Olcott v. Lilly

4 Johns. 407 | N.Y. Sup. Ct. | 1809

Kent, Ch. J.

delivered the opinion of the court, 1. There is no case in which the death of the principal, after the return and filing of the ca. sa. has been allowed as a ground for relief. All the cases agree, that after the bail are fixed, de jure, they take the risk of the death of the principal. , The attempt for relief has frequently been made, and as often denied. The time which is allowed the bail, ex gratia, is at their peril, and they must surrender. (1 Roll. Abr. 336, (C. 1.) *40912 Mod. 601. Freem. Rep. 338. 1 Str. 511. 2 Ld. Raym. 1452. 2 Str. 717. 2 Wils. 67. 6 Term Rep. 284.) There are cases in which the bail have been relieved, on motion, where the principal had become a peer, (Doug. 45.) or been sent abroad, under the alien act, (6 Term Rep. 247.) or had obtained a certificate as a bankrupt; (2 Bos. & Pull. 45.) but in none of these cases, except in the last, does it appear, that the bail had become fixed, when the event happened upon which they were relieved. A number of cases, in this court, have gone so far as to relieve the bail, if the principal had been discharged under the insolvent act, any time before the period allowed to the bail, ex gratia, had expired ; but these decisions went upon the principle, that the discharge was equivalent to a surrender, and that it would be an unnecessary circuity to have a formal surrender made, since the principal would immediately be entitled to a discharge; and the latest decisions in England, seem to have gone the same length. (Riddeller v. Mitchel, April term, 1800. Ingraham ads. Kane, October term, 1801. Van Alstyne ads. Brinkerhoff, July term, 1802. Seaman v. Drake, 1 Caines, 9. 1 Burr, 244. 1 Tidd, 240.)

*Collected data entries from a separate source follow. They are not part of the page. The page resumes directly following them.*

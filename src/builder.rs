//! Epub Builder
//!
//! This module provides functionality for assembling EPUB 3 container files.
//! The `Epub` structure holds the whole book model in memory: metadata, the file
//! registry, the spine and the navigation outlines. Writing the book renders the
//! package document, the navigation document and the container descriptor, then
//! packs them together with every registered file into a zip archive.
//!
//! ## Usage
//!
//! ```rust, no_run
//! # fn main() -> Result<(), epubuilder::error::EpubError> {
//! use epubuilder::{
//!     builder::Epub,
//!     types::{File, Joint, Metadata, Section},
//! };
//!
//! let mut book = Epub::new();
//! book.add_metadata(Metadata::Title("Test Book".to_string()))
//!     .add_metadata(Metadata::Language("en".to_string()))
//!     .add_metadata(Metadata::Identifier("urn:isbn:1234567890".to_string()));
//!
//! book.add_file("chap1.xhtml", File::new(b"<html>...</html>".to_vec()))?
//!     .add_spine(Joint::new("chap1.xhtml"))
//!     .add_section(Section::new("Chapter 1").with_href("chap1.xhtml"));
//!
//! book.write("output.epub")?;
//! # Ok(())
//! # }
//! ```
//!
//! ## Archive layout
//!
//! - `mimetype`, stored first and uncompressed
//! - `META-INF/container.xml`
//! - `EPUB/package.opf` and `EPUB/nav.xhtml` (renamed when the names are taken)
//! - `EPUB/<path>` for every registered file
//!
//! ## Notes
//!
//! - The model is only read while writing, so a book can be written many times.
//! - Every reference is resolved before the archive is created; a failed build
//!   never leaves a file at the destination.

mod manifest;
mod navigation;

#[cfg(feature = "addons")]
mod addons;

use std::{
    collections::HashSet,
    fs,
    io::{Cursor, Seek, Write},
    path::{Path, PathBuf},
};

use chrono::Utc;
use indexmap::IndexMap;
use log::{debug, warn};
use quick_xml::{
    Writer,
    events::{BytesDecl, BytesEnd, BytesStart, BytesText, Event},
};
use walkdir::WalkDir;
use zip::{CompressionMethod, ZipWriter, write::FileOptions};

use crate::{
    builder::{
        manifest::{IdAllocator, Manifest},
        navigation::Outlines,
    },
    error::{EpubBuilderError, EpubError},
    types::{File, Joint, Metadata, Section, Toc, format_modified},
    utils::{
        CONTAINER_NAMESPACE, DC_NAMESPACE, MIMETYPE, NCX_MIME, OPF_MIME, OPF_NAMESPACE,
        XHTML_MIME, lookup_path, normalize_path,
    },
};

type XmlWriter = Writer<Cursor<Vec<u8>>>;

/// Directory of the archive holding the package document and all registered files
pub const ROOT_OF_OPF: &str = "EPUB";

/// Path of the container descriptor, fixed by the OCF specification
pub const CONTAINER_PATH: &str = "META-INF/container.xml";

const NAV_FILE_NAME: &str = "nav.xhtml";
const OPF_FILE_NAME: &str = "package.opf";
const NCX_FILE_NAME: &str = "toc.ncx";

/// Identifier id candidate, suffixed when several identifiers are present
const IDENTIFIER_ID: &str = "pub-id";

const DEFAULT_LANGUAGE: &str = "en";

/// File registry
///
/// An ordered map from archive-relative path to [File]. Paths are normalized on
/// insertion, and inserting a path twice replaces the previous file while keeping
/// its position. Paths are relative to the `EPUB` directory of the archive, which
/// is also the directory of the package and navigation documents.
#[derive(Debug, Clone, Default, PartialEq, Eq)]
pub struct Files {
    entries: IndexMap<String, File>,
}

impl Files {
    pub fn new() -> Self {
        Self::default()
    }

    /// Registers a file
    ///
    /// ## Parameters
    /// - `path`: Archive-relative path of the file
    /// - `file`: The file to register
    ///
    /// ## Return
    /// - `Ok(Some(File))`: The path was registered before, the previous file is returned
    /// - `Ok(None)`: The path is new
    /// - `Err(EpubError)`: The path, or the fallback path of the file, is not legal
    pub fn insert(&mut self, path: &str, mut file: File) -> Result<Option<File>, EpubError> {
        let path = normalize_path(path)?;
        if let Some(fallback) = file.fallback.take() {
            file.fallback = Some(normalize_path(&fallback)?);
        }

        Ok(self.entries.insert(path, file))
    }

    pub fn get(&self, path: &str) -> Option<&File> {
        self.entries.get(&lookup_path(path))
    }

    pub fn get_mut(&mut self, path: &str) -> Option<&mut File> {
        self.entries.get_mut(&lookup_path(path))
    }

    /// Removes a file, keeping the order of the remaining ones
    pub fn remove(&mut self, path: &str) -> Option<File> {
        self.entries.shift_remove(&lookup_path(path))
    }

    pub fn contains(&self, path: &str) -> bool {
        self.entries.contains_key(&lookup_path(path))
    }

    pub fn len(&self) -> usize {
        self.entries.len()
    }

    pub fn is_empty(&self) -> bool {
        self.entries.is_empty()
    }

    /// Iterates over the registered files in registration order
    pub fn iter(&self) -> impl Iterator<Item = (&String, &File)> {
        self.entries.iter()
    }

    pub fn paths(&self) -> impl Iterator<Item = &String> {
        self.entries.keys()
    }
}

/// Options of a single write
#[derive(Debug, Clone, Default)]
pub struct WriteOptions {
    /// Deflate level of the compressed entries, the zip default when `None`
    pub compression_level: Option<i64>,

    /// Whether to generate an EPUB 2 NCX alongside the navigation document
    pub legacy_ncx: bool,

    /// Number of toc levels rendered into the NCX, all levels when `None`
    pub ncx_depth: Option<usize>,
}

To allow the motion, then, upon this ground, would he to change a long settled and uniform course of practice and precedents. All that was said by the court, in the case of Brownelow v. Forbes, (2 Johns. Rep. 101.) went no further than to admit, that the bail were then entitled, under what might be called the equity side of the court, in respect to this subject, to be relieved on surrendering their principal, within the eight days after the return of the capias in debt on the recognisance. There is no decision of this court which has ever altered or shaken the English practice on the point before us.

2, The next ground of the motion for relief is., that the plaintiff had previously sued out a fi. fa. and *410levied part of the debt, and that he afterwards resorted to a ca. sa. and to the bail, for the remainder. But it is not to be doubted but that the plaintiff may resort to these two kinds of execution, in succession; and that after levying part by fi. fa. he may sue out a ca. sa. or bring an action of debt on the judgment, for the residue. (4 Bos. & Pull. 134.)

This is for the advantage of the bail. It lessens the demand for which they may be responsible ; and it does not deprive them, in the mean time, of the right of surrender. There is no reason for saying that the bail are discharged, if the plaintiff elects to sue out a fi. fa. in the first instance ; no such plea is to be found, and it is repugnant to the condition of their recognisance.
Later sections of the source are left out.